At what point does loyalty demand that we issue honest criticism of our government? I would think that this would be a primary way for conservatives to express loyalty ("Government is The Problem!"), but I found this very difficult to do while Bush was Prez. Why is the critic's patriotism routinely questioned by the likes of O'Reilly? This guy rules criticism out before he even allows anybody to say anything. Why are people like that dominating conservative discussions? Frankly, I think that's totally un-American. We are supposed to be responsible citizens who debate our way through policy decisions and therefore safeguard the freedom of speech zealously. Or do we really?
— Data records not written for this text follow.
//! Dependency tiers.
//!
//! Resources are bucketed by kind into a fixed sequence of tiers. A tier is only
//! started once the previous one has finished; resources inside a tier are
//! independent of each other.

use serde::Serialize;

use crate::resource::Resource;

#[derive(Debug, Clone, Copy, PartialEq, Eq, PartialOrd, Ord, Hash, Serialize)]
#[serde(rename_all = "kebab-case")]
pub enum Tier {
  /// Namespaces and CRDs: everything else may live in or be an instance of them.
  Foundation,
  ClusterScoped,
  Config,
  Storage,
  Workloads,
  Dependents,
}

impl Tier {
  pub const ALL: [Tier; 6] = [
    Tier::Foundation,
    Tier::ClusterScoped,
    Tier::Config,
    Tier::Storage,
    Tier::Workloads,
    Tier::Dependents,
  ];

  pub fn index(self) -> usize {
    self as usize
  }
}

impl std::fmt::Display for Tier {
  fn fmt(&self, f: &mut std::fmt::Formatter<'_>) -> std::fmt::Result {
    let name = match self {
      Tier::Foundation => "foundation",
      Tier::ClusterScoped => "cluster-scoped",
      Tier::Config => "config",
      Tier::Storage => "storage",
      Tier::Workloads => "workloads",
      Tier::Dependents => "dependents",
    };
    write!(f, "{}", name)
  }
}

/// Tier of a kind. `namespaced` is the resolved scope of the kind.
pub fn tier_for(kind: &str, namespaced: bool) -> Tier {
  match kind {
    "Namespace" | "CustomResourceDefinition" => Tier::Foundation,
    "ServiceAccount" | "Secret" | "ConfigMap" | "Role" | "RoleBinding" | "LimitRange" | "ResourceQuota" => {
      Tier::Config
    }
    "PersistentVolume" | "PersistentVolumeClaim" => Tier::Storage,
    "Deployment" | "StatefulSet" | "DaemonSet" | "ReplicaSet" | "ReplicationController" | "Job" | "CronJob"
    | "Pod" | "DeploymentConfig" => Tier::Workloads,
    _ if !namespaced => Tier::ClusterScoped,
    _ => Tier::Dependents,
  }
}

/// One resource scheduled for apply.
#[derive(Debug, Clone)]
pub struct PlannedResource {
  /// Source path relative to the tree root.
  pub path: String,
  pub resource: Resource,
  pub namespaced: bool,
}

/// Resources bucketed into tiers, each tier sorted by path.
#[derive(Debug, Clone, Default)]
pub struct ApplyPlan {
  tiers: [Vec<PlannedResource>; 6],
}

impl ApplyPlan {
  pub fn new(resources: impl IntoIterator<Item = PlannedResource>) -> Self {
    let mut plan = Self::default();
    for planned in resources {
      let tier = tier_for(planned.resource.kind(), planned.namespaced);
      plan.tiers[tier.index()].push(planned);
    }
    for tier in &mut plan.tiers {
      tier.sort_by(|a, b| a.path.cmp(&b.path));
    }
    plan
  }

  /// Non-empty tiers in execution order.
  pub fn tiers(&self) -> impl Iterator<Item = (Tier, &[PlannedResource])> {
    Tier::ALL
      .into_iter()
      .map(|tier| (tier, self.tiers[tier.index()].as_slice()))
      .filter(|(_, resources)| !resources.is_empty())
  }

  pub fn len(&self) -> usize {
    self.tiers.iter().map(Vec::len).sum()
  }

  pub fn is_empty(&self) -> bool {
    self.len() == 0
  }
}
//! Typed view over an arbitrary object body.

use std::collections::BTreeMap;

use serde_json::{Map, Value};
use thiserror::Error;

use super::types::{ResourceId, split_api_version};

#[derive(Debug, Error, Clone, PartialEq)]
pub enum ResourceError {
  #[error("object is not a mapping")]
  NotAnObject,

  #[error("object has no {0}")]
  MissingField(&'static str),
}

/// One object as read from a cluster or a manifest file.
///
/// Construction validates that `apiVersion`, `kind` and `metadata.name` are
/// present, so the accessors below never fail.
#[derive(Debug, Clone, PartialEq)]
pub struct Resource {
  body: Value,
}

impl Resource {
  pub fn from_value(body: Value) -> Result<Self, ResourceError> {
    let object = body.as_object().ok_or(ResourceError::NotAnObject)?;
    if !object.get("apiVersion").is_some_and(Value::is_string) {
      return Err(ResourceError::MissingField("apiVersion"));
    }
    if !object.get("kind").is_some_and(Value::is_string) {
      return Err(ResourceError::MissingField("kind"));
    }
    if !body.pointer("/metadata/name").is_some_and(Value::is_string) {
      return Err(ResourceError::MissingField("metadata.name"));
    }
    Ok(Self { body })
  }

  pub fn body(&self) -> &Value {
    &self.body
  }

  pub fn into_body(self) -> Value {
    self.body
  }

  /// Mutable access to the body for in-place rewrites.
  ///
  /// Callers must keep `apiVersion`, `kind` and `metadata.name` intact.
  pub fn body_mut(&mut self) -> &mut Value {
    &mut self.body
  }

  pub fn api_version(&self) -> &str {
    self.body["apiVersion"].as_str().unwrap_or_default()
  }

  pub fn group(&self) -> &str {
    split_api_version(self.api_version()).0
  }

  pub fn kind(&self) -> &str {
    self.body["kind"].as_str().unwrap_or_default()
  }

  pub fn name(&self) -> &str {
    self.body["metadata"]["name"].as_str().unwrap_or_default()
  }

  pub fn namespace(&self) -> Option<&str> {
    self.body["metadata"]["namespace"].as_str().filter(|ns| !ns.is_empty())
  }

  pub fn id(&self) -> ResourceId {
    ResourceId::new(self.kind(), self.namespace(), self.name())
  }

  pub fn labels(&self) -> BTreeMap<String, String> {
    string_map(&self.body["metadata"]["labels"])
  }

  pub fn annotations(&self) -> BTreeMap<String, String> {
    string_map(&self.body["metadata"]["annotations"])
  }

  pub fn owner_references(&self) -> &[Value] {
    self.body["metadata"]["ownerReferences"]
      .as_array()
      .map(Vec::as_slice)
      .unwrap_or_default()
  }

  pub fn has_controller_owner(&self) -> bool {
    self
      .owner_references()
      .iter()
      .any(|owner| owner["controller"].as_bool().unwrap_or(false))
  }

  /// Set `metadata.namespace`, creating `metadata` if needed.
  pub fn set_namespace(&mut self, namespace: &str) {
    metadata_mut(&mut self.body).insert("namespace".into(), Value::String(namespace.to_string()));
  }

  pub fn clear_namespace(&mut self) {
    metadata_mut(&mut self.body).remove("namespace");
  }

  pub fn set_name(&mut self, name: &str) {
    metadata_mut(&mut self.body).insert("name".into(), Value::String(name.to_string()));
  }
}

fn metadata_mut(body: &mut Value) -> &mut Map<String, Value> {
  let object = match body {
    Value::Object(object) => object,
    _ => unreachable!("Resource bodies are validated as objects"),
  };
  let metadata = object.entry("metadata").or_insert_with(|| Value::Object(Map::new()));
  if !metadata.is_object() {
    *metadata = Value::Object(Map::new());
  }
  match metadata {
    Value::Object(map) => map,
    _ => unreachable!(),
  }
}

fn string_map(value: &Value) -> BTreeMap<String, String> {
  value
    .as_object()
    .map(|map| {
      map
        .iter()
        .filter_map(|(k, v)| v.as_str().map(|s| (k.clone(), s.to_string())))
        .collect()
    })
    .unwrap_or_default()
}

/// Evaluate an equality-based label selector (`a=b,c!=d,e,!f`) against labels.
///
/// An empty selector matches everything.
pub fn selector_matches(selector: &str, labels: &BTreeMap<String, String>) -> bool {
  selector
    .split(',')
    .map(str::trim)
    .filter(|term| !term.is_empty())
    .all(|term| {
      if let Some((key, value)) = term.split_once("!=") {
        labels.get(key.trim()).map(String::as_str) != Some(value.trim())
      } else if let Some((key, value)) = term.split_once("==").or_else(|| term.split_once('=')) {
        labels.get(key.trim()).map(String::as_str) == Some(value.trim())
      } else if let Some(key) = term.strip_prefix('!') {
        !labels.contains_key(key.trim())
      } else {
        labels.contains_key(term)
      }
    })
}
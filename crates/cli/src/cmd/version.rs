use kmigrate_lib::consts::{DEFAULT_TRANSFER_IMAGE, MAX_WORKERS};

pub fn cmd_version() {
  println!("kubectl-migrate {}", env!("CARGO_PKG_VERSION"));
  println!("  transfer image: {}", DEFAULT_TRANSFER_IMAGE);
  println!("  max workers: {}", MAX_WORKERS);
}
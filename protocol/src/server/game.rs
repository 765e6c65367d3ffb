//! Game endpoint responses.
//!
//! These types represent the JSON returned by the game service for match
//! start and turn submission.

use serde::Deserialize;

use super::creature::CreatureDetail;
use crate::client::MatchTokens;

/// Response to a match-start request
#[derive(Debug, Clone, PartialEq, Deserialize)]
pub struct MatchStart {
    /// Opaque match token, echoed on every turn request
    pub guid: String,

    /// Opaque local-player token, echoed on every turn request
    pub pid: String,

    /// The opponent's full detail record
    pub p2: CreatureDetail,
}

impl MatchStart {
    /// Parse a start response from JSON
    pub fn parse(json: &serde_json::Value) -> Option<Self> {
        serde_json::from_value(json.clone()).ok()
    }

    /// Extract the token pair for subsequent turn requests
    pub fn tokens(&self) -> MatchTokens {
        MatchTokens {
            guid: self.guid.clone(),
            pid: self.pid.clone(),
        }
    }
}

/// Authoritative match update returned for every submitted action
#[derive(Debug, Clone, PartialEq, Deserialize)]
pub struct TurnUpdate {
    /// The two moves played and their textual outcomes
    pub results: TurnResults,

    /// Local player's reported health
    pub p1: FighterReport,

    /// Opponent's reported health
    pub p2: FighterReport,
}

impl TurnUpdate {
    /// Parse a turn response from JSON
    pub fn parse(json: &serde_json::Value) -> Option<Self> {
        serde_json::from_value(json.clone()).ok()
    }
}

/// The moves played this turn, verbatim from the game service.
///
/// `p2_move`/`p2_result` are absent when the opponent had no countermove
/// that turn (for example, when the local side fled).
#[derive(Debug, Clone, PartialEq, Deserialize)]
pub struct TurnResults {
    #[serde(rename = "p1-move")]
    pub p1_move: String,

    #[serde(rename = "p2-move", default)]
    pub p2_move: Option<String>,

    #[serde(rename = "p1-result")]
    pub p1_result: String,

    #[serde(rename = "p2-result", default)]
    pub p2_result: Option<String>,
}

/// One side's health as reported by the game service.
///
/// `current_hp` is authoritative and may be reported below zero; the client
/// never recomputes it.
#[derive(Debug, Clone, PartialEq, Deserialize)]
pub struct FighterReport {
    /// Maximum health
    pub hp: u32,

    #[serde(rename = "current-hp")]
    pub current_hp: i32,

    /// Present on the opponent's report
    #[serde(default)]
    pub shortname: Option<String>,
}
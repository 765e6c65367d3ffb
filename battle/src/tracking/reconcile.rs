//! Reconciliation of authoritative turn updates into match state

use dexter_protocol::TurnUpdate;

use super::report::{SideReport, TurnReport, TurnSummary};
use super::session::{Outcome, Phase, TrackedMatch};
use crate::SessionError;

impl TrackedMatch {
    /// Fold a successful turn response into the match, releasing the
    /// in-flight guard.
    ///
    /// Applied in order: record the turn summary verbatim, overwrite both
    /// sides' current health with the reported values, derive the display
    /// percentages and low-health flags, then evaluate the terminal
    /// condition. The local side is checked first, so a simultaneous
    /// double knockout reports a local loss. On a local win the report
    /// carries the opponent's shortname so its catalog entry can be
    /// revealed.
    pub fn reconcile(&mut self, update: &TurnUpdate) -> Result<TurnReport, SessionError> {
        self.release_guard();

        match self.phase() {
            Phase::InProgress => {}
            Phase::Concluded(_) => return Err(SessionError::MatchOver),
            Phase::Idle | Phase::Selecting => return Err(SessionError::NotInBattle),
        }

        let summary = TurnSummary::from_results(&update.results);
        self.set_last_turn(summary.clone());

        let Some((player, opponent)) = self.sides_mut() else {
            return Err(SessionError::NotInBattle);
        };

        player.apply_reported_hp(update.p1.current_hp);
        opponent.apply_reported_hp(update.p2.current_hp);

        let player_report = SideReport::for_combatant(player);
        let opponent_report = SideReport::for_combatant(opponent);

        // Local side first: a double knockout is a loss.
        let outcome = if player.is_defeated() {
            Some(Outcome::Lost)
        } else if opponent.is_defeated() {
            Some(Outcome::Won)
        } else {
            None
        };

        let revealed = match outcome {
            Some(Outcome::Won) => update
                .p2
                .shortname
                .clone()
                .or_else(|| Some(opponent.shortname.clone())),
            _ => None,
        };

        if let Some(outcome) = outcome {
            self.conclude(outcome);
        }

        Ok(TurnReport {
            summary,
            player: player_report,
            opponent: opponent_report,
            outcome,
            revealed,
        })
    }
}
It struck me today that we've made words like 'clan' and 'tribe' into bad words in the U.S. 'Family' is only barely hanging on. But these are where real loyalties begin, with real relationships. Part of the difficulty with the sort of patriotism that is demanded of us today is that it deliberately undermines any mediating structures between the individual and the massive State. Thus, not only is criticism difficult, but real action, which I stress is in the American tradition, is difficult. All associations have to be voluntary, and we all know how little promises to stick together mean today.

Last question: At what point are our government's depredations at a level where they surpass George III's? IMHO, we've probably passed that point.

I hope to post soon on Spiritualism and the pope's encyclical soon. I think that there is a lot of fruitful dialogue to come in those areas!